- _Problem details_
Please repeat exactly the lines below from the one containing "Ok(Self::from_ports(teller_dir, config, identity, data))" down to the one containing "self.ledger.select_account(account_id)?;", both included, and nothing else.

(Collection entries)
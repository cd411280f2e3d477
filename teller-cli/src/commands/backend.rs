//! Backend command - show or switch between the local and hosted backends

use anyhow::Result;
use colored::Colorize;
use teller_core::config::{BackendKind, Config};

use super::get_teller_dir;
use crate::output;

pub fn run(kind: Option<String>, url: Option<String>, api_key: Option<String>, json: bool) -> Result<()> {
    let teller_dir = get_teller_dir();
    let mut config = Config::load(&teller_dir)?;

    if let Some(kind) = kind {
        let backend: BackendKind = kind.parse()?;
        let switched = backend != config.backend;
        config.set_backend(backend, url, api_key);
        if backend == BackendKind::Hosted {
            config.hosted_credentials()?;
        }
        // Account ids do not carry over between backends
        if switched {
            config.selected_account = None;
        }
        config.save(&teller_dir)?;

        if !json {
            output::success(&format!("Using the {} backend", backend));
            if switched {
                output::info("Sign in again with 'teller login'.");
            }
        }
    }

    if json {
        println!(
            "{}",
            serde_json::to_string_pretty(&serde_json::json!({
                "backend": config.backend,
                "url": config.hosted_url,
                "api_key_set": config.hosted_api_key.is_some(),
            }))?
        );
        return Ok(());
    }

    println!("Backend: {}", config.backend.to_string().bold());
    if config.backend == BackendKind::Hosted {
        println!("  URL:     {}", config.hosted_url.as_deref().unwrap_or("(not set)"));
        println!(
            "  API key: {}",
            if config.hosted_api_key.is_some() { "set" } else { "(not set)" }
        );
    }
    println!("  Data:    {}", teller_dir.display().to_string().dimmed());
    Ok(())
}
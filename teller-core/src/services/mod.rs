//! Service layer - business logic orchestration
//!
//! Services coordinate domain logic and port interactions. Each service
//! focuses on a specific use case or feature area.

pub mod ledger;
pub mod logging;
pub mod migration;
pub mod session;

pub use ledger::LedgerStore;
pub use logging::{EntryPoint, LogEntry, LogEvent, LoggingService};
pub use migration::{MigrationResult, MigrationService};
pub use session::{SessionListener, SessionStore, SubscriptionId};
//! Teller Core - ledger logic for a small banking client
//!
//! This crate implements the core domain logic following hexagonal architecture:
//!
//! - **domain**: Core business entities (Account, Transaction, Identity)
//! - **ports**: Trait definitions for external dependencies (IdentityProvider, DataStore)
//! - **services**: Session and ledger stores, event logging, migrations
//! - **adapters**: Concrete implementations (DuckDB, hosted HTTP backend)

pub mod domain;
pub mod ports;
pub mod services;
pub mod adapters;
pub mod config;
pub mod migrations;
pub mod log_migrations;

use std::path::{Path, PathBuf};
use std::sync::Arc;

use anyhow::Result;

use adapters::duckdb::DuckDbBackend;
use adapters::hosted::HostedBackend;
use adapters::session_file::SessionSlot;
use config::{BackendKind, Config};
use ports::{DataStore, IdentityProvider};
use services::{LedgerStore, SessionStore};

// Re-export commonly used types at crate root
pub use domain::{
    Account, AccountKind, AuthSession, AuthUser, Identity, Profile, SessionEvent, Transaction,
    TransactionKind,
};
pub use domain::result::{Error, OperationResult};
pub use services::{EntryPoint, LogEntry, LogEvent, LoggingService};

/// Local database file inside the teller directory
pub const DB_FILE: &str = "teller.duckdb";

/// Persisted session inside the teller directory
pub const SESSION_FILE: &str = "session.json";

/// Main context for Teller operations
///
/// Owns the session store and the ledger store and wires them to the
/// configured backend. The ledger follows the session: signing in loads
/// the identity's accounts, signing out clears them.
pub struct TellerContext {
    pub config: Config,
    pub session: Arc<SessionStore>,
    pub ledger: Arc<LedgerStore>,
    teller_dir: PathBuf,
}

impl TellerContext {
    /// Create a context for the backend configured in `teller_dir`
    pub fn new(teller_dir: &Path) -> Result<Self> {
        let config = Config::load(teller_dir)?;
        Self::with_config(teller_dir, config)
    }

    pub fn with_config(teller_dir: &Path, config: Config) -> Result<Self> {
        std::fs::create_dir_all(teller_dir)?;
        let slot = SessionSlot::file(teller_dir.join(SESSION_FILE));

        let (identity, data): (Arc<dyn IdentityProvider>, Arc<dyn DataStore>) = match config.backend
        {
            BackendKind::Local => {
                let backend = Arc::new(DuckDbBackend::open(&teller_dir.join(DB_FILE), slot)?);
                (backend.clone(), backend)
            }
            BackendKind::Hosted => {
                let (url, api_key) = config.hosted_credentials()?;
                let backend = Arc::new(HostedBackend::new(url, api_key, slot)?);
                (backend.clone(), backend)
            }
        };

        Ok(Self::from_ports(teller_dir, config, identity, data))
    }

    /// Assemble a context over arbitrary port implementations
    pub fn from_ports(
        teller_dir: &Path,
        config: Config,
        identity: Arc<dyn IdentityProvider>,
        data: Arc<dyn DataStore>,
    ) -> Self {
        let session = Arc::new(SessionStore::new(identity, Arc::clone(&data)));
        let ledger = Arc::new(LedgerStore::new(data));
        session.subscribe(ledger.clone());

        Self {
            config,
            session,
            ledger,
            teller_dir: teller_dir.to_path_buf(),
        }
    }

    /// Restore the persisted session and re-apply the remembered selection
    pub fn restore(&self) -> domain::result::Result<Option<Identity>> {
        let identity = self.session.restore()?;
        if identity.is_some() {
            if let Some(message) = self.ledger.take_load_error() {
                return Err(Error::Persistence(message));
            }
            if let Some(account_id) = self.config.selected_account {
                self.ledger.select_account(account_id)?;
            }
        }
        Ok(identity)
    }

    /// Remember the currently selected account for the next invocation
    pub fn remember_selection(&mut self) -> Result<()> {
        self.config.selected_account = self.ledger.selected_account().map(|a| a.id);
        self.config.save(&self.teller_dir)
    }

    /// Name of the active backend ("local" or "hosted")
    pub fn backend_name(&self) -> &str {
        self.session.provider_name()
    }

    pub fn teller_dir(&self) -> &Path {
        &self.teller_dir
    }
}
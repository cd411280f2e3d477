//! Core domain entities
//!
//! All business entities are defined here. These are pure data structures
//! with validation logic - no I/O or external dependencies.

mod account;
mod transaction;
mod user;
pub mod result;
pub mod session;

pub use account::{validate_amount, Account, AccountKind};
pub use transaction::{Transaction, TransactionKind};
pub use user::{Identity, Profile};
pub use session::{AuthSession, AuthUser, SessionEvent};

/// A row exchanged with the data service, keyed by column name
pub type Row = serde_json::Map<String, serde_json::Value>;
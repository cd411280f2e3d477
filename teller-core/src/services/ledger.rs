//! Ledger service - accounts, selection and balance mutations
//!
//! The ledger is a single-writer store: all state sits behind one mutex and
//! each operation holds it until the data service has answered, so a
//! mutation always validates against the balance left by the previous one.
//!
//! A mutation performs two dependent writes. The balance update goes first;
//! if it fails the request is rejected and nothing was written. The
//! transaction record goes second; if that fails the balance has already
//! changed remotely and the caller receives `Error::UnloggedMutation`.

use std::sync::{Arc, Mutex, MutexGuard};

use serde_json::Value as JsonValue;
use uuid::Uuid;

use crate::domain::result::{Error, Result};
use crate::domain::{Account, AccountKind, SessionEvent, Transaction, TransactionKind};
use crate::ports::{DataStore, Filter, Order, Row, Table};
use crate::services::session::SessionListener;

#[derive(Debug, Default)]
struct LedgerState {
    owner: Option<Uuid>,
    accounts: Vec<Account>,
    selected: Option<Uuid>,
    transactions: Vec<Transaction>,
    load_error: Option<String>,
}

impl LedgerState {
    fn selected_account(&self) -> Option<&Account> {
        let id = self.selected?;
        self.accounts.iter().find(|a| a.id == id)
    }

    fn replace_account(&mut self, account: Account) {
        if let Some(existing) = self.accounts.iter_mut().find(|a| a.id == account.id) {
            *existing = account;
        }
    }
}

/// In-memory projection of the signed-in identity's accounts
pub struct LedgerStore {
    data: Arc<dyn DataStore>,
    state: Mutex<LedgerState>,
}

impl LedgerStore {
    pub fn new(data: Arc<dyn DataStore>) -> Self {
        Self {
            data,
            state: Mutex::new(LedgerState::default()),
        }
    }

    fn lock(&self) -> Result<MutexGuard<'_, LedgerState>> {
        self.state
            .lock()
            .map_err(|e| Error::Other(format!("Ledger lock poisoned: {}", e)))
    }

    // === Queries ===

    /// All accounts owned by `owner_id`, most recent first
    pub fn list_accounts(&self, owner_id: Uuid) -> Result<Vec<Account>> {
        self.fetch_accounts(owner_id)
    }

    /// Cached accounts of the current owner
    pub fn accounts(&self) -> Vec<Account> {
        self.lock().map(|s| s.accounts.clone()).unwrap_or_default()
    }

    pub fn selected_account(&self) -> Option<Account> {
        self.lock().ok().and_then(|s| s.selected_account().cloned())
    }

    /// Cached transactions of the selected account, most recent first
    pub fn transactions(&self) -> Vec<Transaction> {
        self.lock().map(|s| s.transactions.clone()).unwrap_or_default()
    }

    /// Last known balance of the selected account, 0 if none is selected
    pub fn get_balance(&self) -> i64 {
        self.selected_account().map(|a| a.balance).unwrap_or(0)
    }

    /// Error from the last load triggered by a session change, if any
    pub fn take_load_error(&self) -> Option<String> {
        self.lock().ok().and_then(|mut s| s.load_error.take())
    }

    // === Account lifecycle ===

    /// Replace the cached accounts with the owner's accounts
    ///
    /// Keeps the current selection when it is still present, otherwise
    /// selects the most recent account and loads its transactions.
    pub fn load_accounts(&self, owner_id: Uuid) -> Result<Vec<Account>> {
        let mut state = self.lock()?;
        let accounts = self.fetch_accounts(owner_id)?;

        if state.owner != Some(owner_id) {
            state.selected = None;
            state.transactions.clear();
        }
        state.owner = Some(owner_id);
        state.accounts = accounts.clone();

        if state.selected_account().is_none() {
            state.selected = accounts.first().map(|a| a.id);
            state.transactions = match state.selected {
                Some(id) => self.fetch_transactions(id)?,
                None => Vec::new(),
            };
        }

        Ok(accounts)
    }

    /// Open a new account; it becomes the selected account
    pub fn create_account(&self, kind: AccountKind, owner_id: Uuid) -> Result<Account> {
        let mut state = self.lock()?;

        let account_number = Account::generate_account_number();
        let stored = self
            .data
            .insert(Table::Accounts, Account::new_row(owner_id, kind, &account_number))?;
        let account = Account::from_row(stored)?;

        if state.owner != Some(owner_id) {
            state.owner = Some(owner_id);
            state.accounts.clear();
        }
        state.accounts.insert(0, account.clone());
        state.selected = Some(account.id);
        state.transactions.clear();

        Ok(account)
    }

    /// Select a loaded account and load its transactions
    ///
    /// Returns `false` and leaves the selection unchanged when the id is not
    /// among the loaded accounts.
    pub fn select_account(&self, account_id: Uuid) -> Result<bool> {
        let mut state = self.lock()?;
        if !state.accounts.iter().any(|a| a.id == account_id) {
            return Ok(false);
        }

        let transactions = self.fetch_transactions(account_id)?;
        state.selected = Some(account_id);
        state.transactions = transactions;
        Ok(true)
    }

    /// Select a loaded account by its account number
    pub fn select_account_number(&self, account_number: &str) -> Result<bool> {
        let id = self
            .lock()?
            .accounts
            .iter()
            .find(|a| a.account_number == account_number)
            .map(|a| a.id);
        match id {
            Some(id) => self.select_account(id),
            None => Ok(false),
        }
    }

    /// Re-read the selected account's transactions
    pub fn refresh_transactions(&self) -> Result<Vec<Transaction>> {
        let mut state = self.lock()?;
        let Some(id) = state.selected else {
            return Ok(Vec::new());
        };
        state.transactions = self.fetch_transactions(id)?;
        Ok(state.transactions.clone())
    }

    /// Drop all cached state
    pub fn clear(&self) {
        if let Ok(mut state) = self.lock() {
            *state = LedgerState::default();
        }
    }

    // === Balance mutations ===

    pub fn deposit(&self, amount: i64) -> Result<Transaction> {
        self.mutate(TransactionKind::Deposit, amount)
    }

    pub fn withdraw(&self, amount: i64) -> Result<Transaction> {
        self.mutate(TransactionKind::Withdrawal, amount)
    }

    fn mutate(&self, kind: TransactionKind, amount: i64) -> Result<Transaction> {
        let mut state = self.lock()?;

        // Validate against the cached balance
        let account = state
            .selected_account()
            .cloned()
            .ok_or_else(|| Error::validation("no account selected"))?;
        let new_balance = match kind {
            TransactionKind::Deposit => account.deposit_balance(amount)?,
            TransactionKind::Withdrawal => account.withdrawal_balance(amount)?,
        };

        // First write: balance
        let mut patch = Row::new();
        patch.insert("balance".to_string(), JsonValue::from(new_balance));
        let updated = self.data.update(
            Table::Accounts,
            &[Filter::eq("id", account.id.to_string())],
            patch,
        )?;
        let row = updated.into_iter().next().ok_or_else(|| {
            Error::persistence(format!("account {} no longer exists", account.id))
        })?;

        // The balance is written from here on; failures are unlogged mutations
        let confirmed = match Account::from_row(row) {
            Ok(confirmed) => confirmed,
            Err(e) => {
                state.replace_account(Account {
                    balance: new_balance,
                    ..account
                });
                return Err(Error::UnloggedMutation {
                    account_id: account.id,
                    balance: new_balance,
                    reason: format!("unreadable account row after balance update: {}", e),
                });
            }
        };
        let confirmed_balance = confirmed.balance;
        state.replace_account(confirmed);

        // Second write: transaction record
        let record = Transaction::new_row(account.id, kind, amount, confirmed_balance);
        let logged = self
            .data
            .insert(Table::Transactions, record)
            .and_then(Transaction::from_row)
            .map_err(|e| Error::UnloggedMutation {
                account_id: account.id,
                balance: confirmed_balance,
                reason: e.to_string(),
            })?;

        // Refresh from the data service; fall back to the confirmed record
        match self.fetch_transactions(account.id) {
            Ok(transactions) => state.transactions = transactions,
            Err(_) => state.transactions.insert(0, logged.clone()),
        }

        Ok(logged)
    }

    // === Data service reads ===

    fn fetch_accounts(&self, owner_id: Uuid) -> Result<Vec<Account>> {
        self.data
            .select(
                Table::Accounts,
                &[Filter::eq("user_id", owner_id.to_string())],
                Some(&Order::desc("created_at")),
            )?
            .into_iter()
            .map(Account::from_row)
            .collect()
    }

    fn fetch_transactions(&self, account_id: Uuid) -> Result<Vec<Transaction>> {
        self.data
            .select(
                Table::Transactions,
                &[Filter::eq("account_id", account_id.to_string())],
                Some(&Order::desc("created_at")),
            )?
            .into_iter()
            .map(Transaction::from_row)
            .collect()
    }
}

impl SessionListener for LedgerStore {
    fn on_session_change(&self, event: &SessionEvent) {
        match event {
            SessionEvent::SignedIn(identity) => {
                if let Err(e) = self.load_accounts(identity.id) {
                    if let Ok(mut state) = self.lock() {
                        state.load_error = Some(e.to_string());
                    }
                }
            }
            SessionEvent::SignedOut => self.clear(),
        }
    }
}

- _Answer for the task_
        Ok(Self::from_ports(teller_dir, config, identity, data))
    }

    /// Assemble a context over arbitrary port implementations
    pub fn from_ports(
        teller_dir: &Path,
        config: Config,
        identity: Arc<dyn IdentityProvider>,
        data: Arc<dyn DataStore>,
    ) -> Self {
        let session = Arc::new(SessionStore::new(identity, Arc::clone(&data)));
        let ledger = Arc::new(LedgerStore::new(data));
        session.subscribe(ledger.clone());

        Self {
            config,
            session,
            ledger,
            teller_dir: teller_dir.to_path_buf(),
        }
    }

    /// Restore the persisted session and re-apply the remembered selection
    pub fn restore(&self) -> domain::result::Result<Option<Identity>> {
        let identity = self.session.restore()?;
        if identity.is_some() {
            if let Some(message) = self.ledger.take_load_error() {
                return Err(Error::Persistence(message));
            }
            if let Some(account_id) = self.config.selected_account {
                self.ledger.select_account(account_id)?;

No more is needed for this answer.